With that in mind, imagine the world’s greatest model train collection, expand the scale and authenticity of that collection by about ten thousand times, and you have some idea of what it’s like to visit the very authentic, very full-size collection of historic locomotives at the British National Railway Museum (BNRM).

The BNRM is the world’s largest, and arguably best preserved, collection of train cars and locomotives. The museum includes hundreds of locomotives of every sort, spanning more than 300 years of railway history in life-sized glory.
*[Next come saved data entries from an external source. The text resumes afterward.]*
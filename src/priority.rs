//! Task priorities and the fixed-priority admission helpers.
//!
//! Priorities are plain signed integers; higher values are serviced first. Two sentinels
//! bound the range: [`Priority::MAXIMUM`] preempts everything at the next task boundary and
//! [`Priority::MINIMUM`] only runs when nothing else is pending.
//!
//! ```ignore
//! use tickwork::{Runtime, priority, task};
//!
//! let rt = Runtime::new();
//! priority::idle(&rt, task::from_fn(|_| Ok(println!("last"))));
//! priority::queue_microtask(&rt, task::from_fn(|_| Ok(println!("first"))));
//! ```

use crate::runtime::Runtime;
use crate::task::{IntoCoroutine, TaskId};

use std::fmt;

/// Scheduling priority of a task.
#[derive(Debug, Clone, Copy, PartialEq, Eq, PartialOrd, Ord, Hash, Default)]
pub struct Priority(pub i64);

impl Priority {
    /// Upper sentinel, used by [`critical`].
    pub const MAXIMUM: Priority = Priority(i64::MAX);
    /// Lower sentinel, used by [`idle`].
    pub const MINIMUM: Priority = Priority(i64::MIN);
    pub const DEFAULT: Priority = Priority(0);
    /// Used by [`queue_microtask`] and by deferred-value continuations.
    pub const MICROTASK: Priority = Priority(1);
    pub const NEXT_TICK: Priority = Priority(2);
}

impl From<i64> for Priority {
    fn from(value: i64) -> Self {
        Priority(value)
    }
}

// Unsuffixed literals fall back to i32, so `rt.admit(task, 5)` needs this one.
impl From<i32> for Priority {
    fn from(value: i32) -> Self {
        Priority(i64::from(value))
    }
}

impl fmt::Display for Priority {
    fn fmt(&self, f: &mut fmt::Formatter<'_>) -> fmt::Result {
        match *self {
            Priority::MAXIMUM => f.write_str("max"),
            Priority::MINIMUM => f.write_str("min"),
            Priority(value) => write!(f, "{value}"),
        }
    }
}

/// Admits `body` at [`Priority::MICROTASK`].
pub fn queue_microtask<C>(rt: &Runtime, body: C) -> TaskId
where
    C: IntoCoroutine,
    C::Coroutine: 'static,
{
    rt.admit(body, Priority::MICROTASK)
}

/// Admits `body` at [`Priority::NEXT_TICK`].
pub fn next_tick<C>(rt: &Runtime, body: C) -> TaskId
where
    C: IntoCoroutine,
    C::Coroutine: 'static,
{
    rt.admit(body, Priority::NEXT_TICK)
}

/// Admits `body` at [`Priority::MINIMUM`].
pub fn idle<C>(rt: &Runtime, body: C) -> TaskId
where
    C: IntoCoroutine,
    C::Coroutine: 'static,
{
    rt.admit(body, Priority::MINIMUM)
}

/// Admits `body` at [`Priority::MAXIMUM`].
pub fn critical<C>(rt: &Runtime, body: C) -> TaskId
where
    C: IntoCoroutine,
    C::Coroutine: 'static,
{
    rt.admit(body, Priority::MAXIMUM)
}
On any given day, the cavernous showroom is filled with gleaming, polished cars and locomotives, allowing visitors to see, touch, and climb all over a piece of actual history.

Perhaps more impressively, the trainyards surrounding the museum provide working demonstrations of locomotives as they were intended to be – chugging, steaming or muscling their way down a pair of iron tracks.

The impressive machinations of the museum are possible due to the historic nature of the site – long before it was a museum, the building (and surrounding yards) was a fully functional steam locomotive depot, acting as a transit hub for the Britain’s railway traffic. When it was designated a national museum, it instantly became one of the largest museums in the country, and the only national museum to reside outside of London proper.

The current focus of the museum is to provide an integrated view of railway culture, going beyond the trains themselves and examining cultural artifacts surrounding them, from photography to antiques to original print materials such as books, manuals, passenger tickets, travel posters and advertisements. This provides to a wealth of intriguing insights and nostalgia centered on a once-grand industry and the world it left behind.